Oklahoma Bureau of Narcotics Says Painkiller Abuse In State Is Epidemic

A new study by the National Survey on Drug Use and Health revealed more and more Oklahomans are addicted to painkillers.

Thursday, January 6th 2011, 6:18 pm

By: News 9


Jon Jordan, News 9

OKLAHOMA CITY -- A new study by the National Survey on Drug Use and Health revealed more and more Oklahomans are addicted to painkillers.

Comparing the number of doses to Oklahoma's population size, Oklahomans are consuming more of the painkiller Hydrocodone than Californians.

Over the past decade the Oklahoma Bureau of Narcotics reported seeing a 78 percent increase in Oklahomans dying from drug overdoses, and in many cases because of painkillers.

Twenty-nine-year-old Keith Knox Simmons is known to the Oklahoma Bureau of Narcotics as the "state's top doctor shopper" after an investigation revealed Simmons had gone to nearly 200 healthcare professionals to get prescriptions for the highly addictive painkiller Hydrocodone.

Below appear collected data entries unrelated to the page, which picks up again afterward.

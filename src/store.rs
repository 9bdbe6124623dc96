//! Configuration store abstraction
//!
//! The extension persists its settings in a flat key-value store. The
//! pipeline only reads and writes through [`ConfigStore`], so the concrete
//! backend (browser sync storage, a file, a test double) is injected.
//!
//! A stored JSON `null` is treated the same as an absent key.

use crate::config::ProviderConfig;
use crate::core_types::{parse_index, PromptTemplate};
use crate::error::{LlmError, LlmResult};
use crate::logging::{log_debug, log_warn};
use serde::de::DeserializeOwned;
use serde::{Deserialize, Deserializer, Serialize};
use serde_json::Value;
use std::collections::{BTreeMap, HashMap};
use std::sync::Arc;
use tokio::sync::RwLock;

/// Storage keys written by the extension UI
pub mod keys {
    pub const LLM_CONFIGS: &str = "llmConfigs";
    pub const SELECTED_LLM_INDEX: &str = "selectedLLMIndex";
    pub const LANGUAGE: &str = "language";
    pub const PROMPTS: &str = "prompts";
    pub const DEFAULT_PROMPT_INDEX: &str = "defaultPromptIndex";
    pub const DOMAIN_SETTINGS_PREFIX: &str = "domainSettings.";

    /// Key holding the overrides for one hostname
    pub fn domain_settings(hostname: &str) -> String {
        format!("{DOMAIN_SETTINGS_PREFIX}{hostname}")
    }
}

/// Async key-value store holding the extension settings
#[cfg_attr(test, mockall::automock)]
#[async_trait::async_trait]
pub trait ConfigStore: Send + Sync {
    /// Read one key. `Ok(None)` when absent.
    async fn get(&self, key: &str) -> LlmResult<Option<Value>>;

    async fn set(&self, key: &str, value: Value) -> LlmResult<()>;

    async fn remove(&self, key: &str) -> LlmResult<()>;

    /// Every key currently stored
    async fn keys(&self) -> LlmResult<Vec<String>>;
}

/// In-memory [`ConfigStore`]; clones share the same data.
#[derive(Debug, Clone, Default)]
pub struct MemoryStore {
    data: Arc<RwLock<HashMap<String, Value>>>,
}

impl MemoryStore {
    pub fn new() -> Self {
        Self::default()
    }

    /// Seed the store from a JSON object, one entry per top-level key.
    ///
    /// # Errors
    ///
    /// Returns [`LlmError::InvalidConfiguration`] if `value` is not an object.
    pub fn from_json(value: Value) -> LlmResult<Self> {
        let Value::Object(map) = value else {
            return Err(LlmError::invalid_configuration(
                "store seed must be a JSON object",
            ));
        };
        Ok(Self {
            data: Arc::new(RwLock::new(map.into_iter().collect())),
        })
    }
}

#[async_trait::async_trait]
impl ConfigStore for MemoryStore {
    async fn get(&self, key: &str) -> LlmResult<Option<Value>> {
        Ok(self.data.read().await.get(key).cloned())
    }

    async fn set(&self, key: &str, value: Value) -> LlmResult<()> {
        self.data.write().await.insert(key.to_string(), value);
        Ok(())
    }

    async fn remove(&self, key: &str) -> LlmResult<()> {
        self.data.write().await.remove(key);
        Ok(())
    }

    async fn keys(&self) -> LlmResult<Vec<String>> {
        let mut keys: Vec<String> = self.data.read().await.keys().cloned().collect();
        keys.sort();
        Ok(keys)
    }
}

// ============================================================================
// Typed accessors
// ============================================================================

/// Read a key, treating `null` as absent.
pub async fn get_value<S: ConfigStore + ?Sized>(store: &S, key: &str) -> LlmResult<Option<Value>> {
    Ok(store.get(key).await?.filter(|v| !v.is_null()))
}

/// Read and decode a key.
///
/// # Errors
///
/// Returns [`LlmError::InvalidConfiguration`] if the stored value does not
/// decode as `T`, or the store's own error.
pub async fn get_typed<T, S>(store: &S, key: &str) -> LlmResult<Option<T>>
where
    T: DeserializeOwned,
    S: ConfigStore + ?Sized,
{
    match get_value(store, key).await? {
        Some(value) => serde_json::from_value(value)
            .map(Some)
            .map_err(|e| LlmError::invalid_configuration(format!("stored `{key}` is malformed: {e}"))),
        None => Ok(None),
    }
}

/// Read an index key; `-1`, null, and non-numeric values are `None`.
pub async fn load_index<S: ConfigStore + ?Sized>(store: &S, key: &str) -> LlmResult<Option<usize>> {
    Ok(get_value(store, key).await?.as_ref().and_then(parse_index))
}

/// Stored provider list, `None` when never configured.
pub async fn load_provider_configs<S: ConfigStore + ?Sized>(
    store: &S,
) -> LlmResult<Option<Vec<ProviderConfig>>> {
    get_typed(store, keys::LLM_CONFIGS).await
}

/// Stored response language; an empty string counts as unset.
pub async fn load_language<S: ConfigStore + ?Sized>(store: &S) -> LlmResult<Option<String>> {
    let language: Option<String> = get_typed(store, keys::LANGUAGE).await?;
    Ok(language.filter(|l| !l.trim().is_empty()))
}

/// Stored prompt templates, empty when none are saved.
pub async fn load_prompts<S: ConfigStore + ?Sized>(store: &S) -> LlmResult<Vec<PromptTemplate>> {
    Ok(get_typed(store, keys::PROMPTS).await?.unwrap_or_default())
}

// ============================================================================
// Per-domain overrides
// ============================================================================

/// Model and prompt overrides applied to pages from one hostname
#[derive(Debug, Clone, Default, PartialEq, Eq, Serialize, Deserialize)]
#[serde(rename_all = "camelCase")]
pub struct DomainSettings {
    #[serde(
        default,
        deserialize_with = "deserialize_index",
        skip_serializing_if = "Option::is_none"
    )]
    pub selected_model_index: Option<usize>,
    #[serde(
        default,
        deserialize_with = "deserialize_index",
        skip_serializing_if = "Option::is_none"
    )]
    pub select_prompt_index: Option<usize>,
    #[serde(default, skip_serializing_if = "Option::is_none")]
    pub llm_config_name: Option<String>,
    #[serde(default, skip_serializing_if = "Option::is_none")]
    pub prompt_name: Option<String>,
}

fn deserialize_index<'de, D: Deserializer<'de>>(deserializer: D) -> Result<Option<usize>, D::Error> {
    let raw = Option::<Value>::deserialize(deserializer)?;
    Ok(raw.as_ref().and_then(parse_index))
}

/// Overrides stored for `hostname`, if any. Malformed entries are ignored.
pub async fn get_domain_settings<S: ConfigStore + ?Sized>(
    store: &S,
    hostname: &str,
) -> LlmResult<Option<DomainSettings>> {
    let key = keys::domain_settings(hostname);
    let Some(value) = get_value(store, &key).await? else {
        return Ok(None);
    };
    match serde_json::from_value(value) {
        Ok(settings) => Ok(Some(settings)),
        Err(e) => {
            log_warn!(key = %key, error = %e, "Ignoring malformed domain settings");
            Ok(None)
        }
    }
}

pub async fn set_domain_settings<S: ConfigStore + ?Sized>(
    store: &S,
    hostname: &str,
    settings: &DomainSettings,
) -> LlmResult<()> {
    let value = serde_json::to_value(settings)
        .map_err(|e| LlmError::storage(format!("failed to encode domain settings: {e}")))?;
    log_debug!(hostname = %hostname, "Saving domain settings");
    store.set(&keys::domain_settings(hostname), value).await
}

pub async fn remove_domain_settings<S: ConfigStore + ?Sized>(
    store: &S,
    hostname: &str,
) -> LlmResult<()> {
    store.remove(&keys::domain_settings(hostname)).await
}

/// Every hostname with stored overrides, sorted by hostname.
pub async fn list_domain_settings<S: ConfigStore + ?Sized>(
    store: &S,
) -> LlmResult<BTreeMap<String, DomainSettings>> {
    let mut domains = BTreeMap::new();
    for key in store.keys().await? {
        let Some(hostname) = key.strip_prefix(keys::DOMAIN_SETTINGS_PREFIX) else {
            continue;
        };
        if let Some(settings) = get_domain_settings(store, hostname).await? {
            domains.insert(hostname.to_string(), settings);
        }
    }
    Ok(domains)
}
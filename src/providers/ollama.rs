//! Ollama provider implementation
//!
//! Talks to Ollama's native `/api/generate` endpoint, which takes a single
//! prompt plus a separate `system` field rather than a message array. Every
//! advanced setting maps onto an Ollama option, so nothing is dropped.

use super::http::ProviderHttpClient;
use crate::config::{AdvancedSettings, HttpSettings, ProviderConfig};
use crate::core_types::{LlmProvider, ModelDescriptor, SummaryResult};
use crate::error::{LlmError, LlmResult};
use crate::logging::log_debug;
use reqwest::header::{HeaderMap, HeaderValue, CONTENT_TYPE};
use serde::{Deserialize, Serialize};

/// `POST /api/generate` body
#[derive(Debug, Clone, Serialize)]
pub(crate) struct OllamaGenerateRequest {
    pub model: String,
    pub prompt: String,
    pub system: String,
    pub stream: bool,
    pub options: OllamaOptions,
}

/// Sampling options understood by Ollama
#[derive(Debug, Clone, Serialize)]
pub(crate) struct OllamaOptions {
    pub temperature: f64,
    pub top_k: u32,
    pub top_p: f64,
    pub num_predict: u32,
}

#[derive(Debug, Clone, Deserialize)]
struct OllamaGenerateResponse {
    #[serde(default)]
    response: Option<String>,
    #[serde(default)]
    prompt_eval_count: Option<u32>,
    #[serde(default)]
    eval_count: Option<u32>,
}

#[derive(Debug, Clone, Deserialize)]
struct OllamaTagList {
    #[serde(default)]
    models: Vec<OllamaTag>,
}

#[derive(Debug, Clone, Deserialize)]
struct OllamaTag {
    name: String,
    #[serde(default)]
    model: Option<String>,
}

/// Ollama local provider implementation
#[derive(Debug)]
pub struct OllamaProvider {
    http: ProviderHttpClient,
    endpoint: String,
    model: String,
}

impl OllamaProvider {
    pub const DEFAULT_ENDPOINT: &'static str = "http://localhost:11434";

    /// Create a new Ollama provider instance. No API key is used.
    ///
    /// # Errors
    ///
    /// Returns [`LlmError::InvalidConfiguration`] if the HTTP client cannot be
    /// initialized.
    pub fn new(config: ProviderConfig, settings: &HttpSettings) -> LlmResult<Self> {
        let endpoint = config.resolved_endpoint(Self::DEFAULT_ENDPOINT);

        log_debug!(
            provider = "ollama",
            endpoint = %endpoint,
            model = %config.model,
            "Ollama provider initialized"
        );

        Ok(Self {
            http: ProviderHttpClient::new("ollama", settings)?,
            endpoint,
            model: config.model,
        })
    }

    fn headers() -> HeaderMap {
        let mut headers = HeaderMap::new();
        headers.insert(CONTENT_TYPE, HeaderValue::from_static("application/json"));
        headers
    }

    pub(crate) fn build_request(
        &self,
        user_prompt: &str,
        system_prompt: &str,
        settings: &AdvancedSettings,
    ) -> OllamaGenerateRequest {
        OllamaGenerateRequest {
            model: self.model.clone(),
            prompt: user_prompt.to_string(),
            system: system_prompt.to_string(),
            stream: false,
            options: OllamaOptions {
                temperature: settings.temperature,
                top_k: settings.top_k,
                top_p: settings.top_p,
                num_predict: settings.max_tokens,
            },
        }
    }
}

#[async_trait::async_trait]
impl LlmProvider for OllamaProvider {
    async fn summarize(
        &self,
        user_prompt: &str,
        system_prompt: &str,
        settings: &AdvancedSettings,
    ) -> LlmResult<SummaryResult> {
        let url = format!("{}/api/generate", self.endpoint);
        let request = self.build_request(user_prompt, system_prompt, settings);

        log_debug!(
            provider = "ollama",
            url = %url,
            model = %self.model,
            "Sending generate request"
        );

        let response: OllamaGenerateResponse =
            self.http.post_json(&url, &Self::headers(), &request).await?;

        // Ollama may not provide usage stats
        log_debug!(
            provider = "ollama",
            prompt_eval_count = ?response.prompt_eval_count,
            eval_count = ?response.eval_count,
            "Generate usage"
        );

        let summary = response.response.ok_or_else(|| {
            LlmError::invalid_response_shape("ollama", "response is missing the `response` field")
        })?;

        Ok(SummaryResult::from_summary(summary))
    }

    async fn list_models(&self) -> LlmResult<Vec<ModelDescriptor>> {
        let url = format!("{}/api/tags", self.endpoint);
        let tags: OllamaTagList = self.http.get_json(&url, &Self::headers()).await?;

        Ok(tags
            .models
            .into_iter()
            .map(|tag| {
                let value = tag.model.unwrap_or_else(|| tag.name.clone());
                ModelDescriptor::new(tag.name, value)
            })
            .collect())
    }

    fn default_endpoint(&self) -> &'static str {
        Self::DEFAULT_ENDPOINT
    }

    fn provider_name(&self) -> &'static str {
        "ollama"
    }
}
//! Prompt resolution
//!
//! Turns a [`PromptSelector`], the stored templates, the page text, and the
//! response language into a [`ResolvedPrompt`]. Resolution never fails:
//! every problem (unreadable store, bad index, unusable template) falls back
//! to the built-in template and is reported with a `warn!` event.

use crate::core_types::{PromptSelector, PromptTemplate, ResolvedPrompt, LANGUAGE_PLACEHOLDER};
use crate::logging::{log_debug, log_warn};
use crate::store::{self, keys, ConfigStore};
use once_cell::sync::Lazy;
use regex::{Captures, Regex};

/// Name reported for the built-in template
pub const BUILTIN_PROMPT_NAME: &str = "Default Prompt";

const BUILTIN_SYSTEM_PROMPT: &str = "You are an assistant that writes clear, well-structured \
summaries of web pages. Always write your answer in {{language}}, whatever the language of the \
page. Use Markdown headings for each section.";

const BUILTIN_USER_PROMPT: &str = "Summarize the following content in {{language}} using these \
five sections:

1. Introduction: one short paragraph on what the content is about and who it is for.
2. Key Takeaways: the most important points as a bulleted list.
3. Content Outline: the structure of the content, section by section.
4. Example Walkthrough: if the content contains examples, code, or procedures, walk through the \
most representative one. Otherwise say that there are none.
5. Next Steps and Resources: what a reader could do or read next.

Content:

{{content}}";

/// Both placeholders, matched in one pass so substituted text is never rescanned.
static PLACEHOLDER: Lazy<Option<Regex>> =
    Lazy::new(|| Regex::new(r"\{\{(content|language)\}\}").ok());

/// The template used whenever no stored template applies.
pub fn builtin_template() -> PromptTemplate {
    PromptTemplate::new(
        BUILTIN_PROMPT_NAME,
        BUILTIN_SYSTEM_PROMPT,
        BUILTIN_USER_PROMPT,
    )
}

/// Replace `{{content}}` and `{{language}}` in `template`.
///
/// Placeholders appearing inside `content` or `language` are left as they are.
pub fn substitute(template: &str, content: &str, language: &str) -> String {
    let Some(regex) = PLACEHOLDER.as_ref() else {
        log_warn!("Placeholder pattern unavailable, returning template unchanged");
        return template.to_string();
    };
    regex
        .replace_all(template, |caps: &Captures<'_>| match &caps[1] {
            "content" => content.to_string(),
            _ => language.to_string(),
        })
        .into_owned()
}

/// Replace only `{{language}}` in a system prompt.
///
/// Page text never reaches the system role, so `{{content}}` is kept as is.
pub fn substitute_language(template: &str, language: &str) -> String {
    template.replace(LANGUAGE_PLACEHOLDER, language)
}

/// Resolve against an already-loaded template list.
///
/// `default_index` is the stored `defaultPromptIndex`, if any.
pub fn resolve_with(
    selector: PromptSelector,
    templates: &[PromptTemplate],
    default_index: Option<usize>,
    content: &str,
    language: &str,
) -> ResolvedPrompt {
    let template = select_template(selector, templates, default_index);
    ResolvedPrompt {
        system_prompt: substitute_language(&template.system_prompt, language),
        user_prompt: substitute(&template.user_prompt, content, language),
        prompt_name: template.name,
    }
}

fn select_template(
    selector: PromptSelector,
    templates: &[PromptTemplate],
    default_index: Option<usize>,
) -> PromptTemplate {
    match selector {
        PromptSelector::UseBuiltin => return builtin_template(),
        PromptSelector::ByIndex(index) => match templates.get(index) {
            Some(template) => return usable_or_builtin(template, index),
            None => log_warn!(
                index,
                available = templates.len(),
                "Requested prompt index out of range, using default prompt"
            ),
        },
        PromptSelector::UseDefault => {}
    }

    match default_index {
        Some(index) => match templates.get(index) {
            Some(template) => usable_or_builtin(template, index),
            None => {
                log_warn!(
                    index,
                    available = templates.len(),
                    "Stored default prompt index out of range, using built-in prompt"
                );
                builtin_template()
            }
        },
        None => {
            log_debug!("No default prompt configured, using built-in prompt");
            builtin_template()
        }
    }
}

/// A template without a user prompt would send the vendor nothing to summarize.
fn usable_or_builtin(template: &PromptTemplate, index: usize) -> PromptTemplate {
    if template.user_prompt.trim().is_empty() {
        log_warn!(
            index,
            prompt_name = %template.name,
            "Prompt template has an empty user prompt, using built-in prompt"
        );
        return builtin_template();
    }
    template.clone()
}

/// Resolves prompts from the templates saved in a [`ConfigStore`].
pub struct PromptResolver<'a, S: ConfigStore + ?Sized> {
    store: &'a S,
}

impl<'a, S: ConfigStore + ?Sized> PromptResolver<'a, S> {
    pub fn new(store: &'a S) -> Self {
        Self { store }
    }

    /// Load the stored templates and default index, then resolve.
    pub async fn resolve(
        &self,
        selector: PromptSelector,
        content: &str,
        language: &str,
    ) -> ResolvedPrompt {
        let templates = match store::load_prompts(self.store).await {
            Ok(templates) => templates,
            Err(e) => {
                log_warn!(error = %e, "Could not load prompt templates, using built-in prompt");
                Vec::new()
            }
        };

        let default_index = match store::load_index(self.store, keys::DEFAULT_PROMPT_INDEX).await {
            Ok(index) => index,
            Err(e) => {
                log_warn!(error = %e, "Could not load default prompt index");
                None
            }
        };

        let resolved = resolve_with(selector, &templates, default_index, content, language);

        log_debug!(
            selector = ?selector,
            prompt_name = %resolved.prompt_name,
            stored_templates = templates.len(),
            "Prompt resolved"
        );

        resolved
    }
}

Mark Woodward with the OBN said the agency is seeing more and more people like Simmons.

"That is an extreme case, but we do have a lot of Oklahomans going to 5, 10, 15 different doctors to feed an addiction," Woodward said.

The addiction for painkillers has become so large that the National Survey on Drug Use and Health found Oklahomans 12 and older exceeded the national average for the consumption of painkillers for non-medical use by 232 percent.

It's an appetite for drugs like Hydrocodone that has made the state's drug bureau now consider it an epidemic.

"When Oklahoma consumes as much or more than California and Texas, that's concerning," Woodward said.

Jessica Hawkins with the Prevention Services Director for the states Department of Mental Health and Substance Abuse Services said the big problem isn't meth anymore, and that it's prescription drug abuse.

"Young people need to understand as well as adults that abusing prescription drugs is just as deadly if not more than other illicit drugs," Hawkins said. "This is beyond an emerging drug trend. It's here and it's affecting Oklahomans every day."

To make battling the prescription drug abuse problem harder, agencies like the Oklahoma Department of Mental Health and Substance abuse saw its budget last year cut by $25 million, which a large part was used to help treat people with addictions.

Because prescription drugs can be much easier to obtain than street drugs, health experts encourage parents to talk to their children about the dangers of abusing prescription drugs.